Thanks for the detailed answer. How do you measure the success of your collaboration with an IT outsourcing vendor?

Amir

Again, at the end of the day, we don't compromise on excellence, and we have very clear KPIs, and we have a very clear set of measurement tools that we use for quality, for delivery. So, several things here. One again, not necessarily in that order, is a timely delivery of tasks to make sure that we're moving. We're playing a multidimensional chess game. And if one of the components is not moving properly, it's hitting everything. So, it has to be either orchestrated or synchronized, has to be so timely delivered, super critical. Accountability – very important, quality measurement, because if I'm getting a product, which is full of bugs, and I have to spend a lot of time with QA on my end, I defeat a purpose. So, I have to make sure that whatever outsourcing resources I'm using, it's up to par with the same standards of quality that we use internally. Then we have to make sure that we do it in a timely manner. Then we have to make sure it's working in a fully synchronized part of the other part of the organization. And we have metrics we apply internally, and the same we apply externally for any outsourced source. So, we don't compromise or nothing short but excellence.

Oleg

And finally, what advice would you give to other companies considering IT outsourcing?

Amir

The key there is setting proper expectations because, especially if it's a deep tech-based company, you want to use it because I think it's very wise to use it for all the reasons I mentioned before: acceleration, economics, the ability to expand and retract. Because not always you need the same amount of people. Sometimes you have short-term projects or medium-range projects, but you don't want to hire people full-time for that because all the hustle and bustle of hiring and then firing. That will allow you to have complete flexibility to adjust to different times, and flows, and challenges. So, more than anything else is the realism. You cannot expect the outsource to do what senior management unit teams supposed to do because you want to protect it. You want to make sure you don't compromise on quality, you don't compromise on accountability, you don't compromise on timely delivery.

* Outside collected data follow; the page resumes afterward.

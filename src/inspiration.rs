use tracing::{debug, info};

use crate::constants::{DEFAULT_LOCATION_RADIUS_METERS, DEFAULT_MAX_RESULTS, LOCATION_KEYWORDS};
use crate::error::AppResult;
use crate::models::{
    GeoPoint, SearchRequest, Venue, WhereInspirationRequest, WishlistSuggestion,
};
use crate::providers::{PlacesSearch, WishlistGenerator};

/// True when the query names a place itself ("pizza in Milan"). Plain
/// substring scan over the lowercased text; each keyword is space-delimited.
pub fn has_location_in_text(what: &str) -> bool {
    let lowered = what.to_lowercase();
    LOCATION_KEYWORDS
        .iter()
        .any(|keyword| lowered.contains(keyword))
}

/// Maps an inbound request to Places search parameters.
///
/// Coordinates become a location bias only when the text does not already
/// name a place; otherwise the bias would fight the upstream query parser.
pub fn build_search_request(request: &WhereInspirationRequest) -> SearchRequest {
    let mut search = SearchRequest::new(request.what.clone());

    search.location_bias = match &request.location {
        Some(_) if has_location_in_text(&request.what) => {
            debug!(
                "Skipping locationBias - location detected in text: '{}'",
                request.what
            );
            None
        }
        Some(location) => {
            debug!("Using locationBias from coordinates (no location in text)");
            Some(GeoPoint::from(location))
        }
        None => None,
    };

    search.location_radius = request
        .location_radius
        .filter(|radius| *radius > 0.0)
        .unwrap_or(DEFAULT_LOCATION_RADIUS_METERS);

    match &request.preferences {
        Some(prefs) => {
            search.max_result_count = prefs.max_results;
            search.min_rating = prefs.min_rating;
            search.price_levels = prefs.price_level.clone().filter(|l| !l.is_empty());
            search.is_open_now = prefs.open_now;
        }
        None => search.max_result_count = DEFAULT_MAX_RESULTS,
    }

    search
}

pub async fn suggest_where(
    places: &dyn PlacesSearch,
    search: &SearchRequest,
) -> AppResult<Vec<Venue>> {
    info!("Executing venue suggestion with query: {}", search.text_query);
    places.search_by_text(search).await
}

pub async fn suggest_wishlist(
    generator: &dyn WishlistGenerator,
    event_name: &str,
    max_items: usize,
) -> AppResult<WishlistSuggestion> {
    info!("Executing wishlist suggestion for event: {}", event_name);

    let items = generator.generate_wishlist(event_name, max_items).await?;
    let suggestion = WishlistSuggestion::new(event_name, items);

    info!("Generated {} items for wishlist", suggestion.item_count());
    Ok(suggestion)
}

And again, at the end of the day, from my experience is work with people that have a lot of experience in working with similar people like you. So, if this is a UK-based company that using outsourcing somewhere in Central Europe, make sure that they've already worked with other UK-based companies to understand the UK culture and everything else. So, the key there is make sure that they have a reputation for Israeli entrepreneurs, have a unique DNA and fingerprint. Okay? If you go to a place that never worked with an Israeli startup before, that could be challenging in the beginning because it's very different than entrepreneurs from Copenhagen or entrepreneurs from Berlin.

So, that culture component I was talking about. You don't have the ability to manage them on a daily basis in the office – that's already a challenge. And if they haven't worked with similar culture before, that's a double trouble and a recipe for disaster. So, proven, highly reputable, with experience with similar companies and similar culture. Make sure you set up the proper expectations about what to use them for and what to refrain from using. And making sure that, you hold everybody accountable to the same standard to use internally. Because at the end of the day, it should be a natural expansion of your internal team. If it's anything different, you failed your task by hiring the right people to be your outsourcing.

Oleg

Great. Amir, really thank you for this longest episode. That was the longest I've ever recorded so far, but the answers are super valuable. I really appreciate for giving insights, for sharing vision. You're a very interesting person. I already agree with Julian. Yeah, that was really amazing. Thanks for your time.

Amir

It's my pleasure, Oleg. Thanks for having me, and I enjoyed the conversation and wonderful dialogue. So, thank you for that.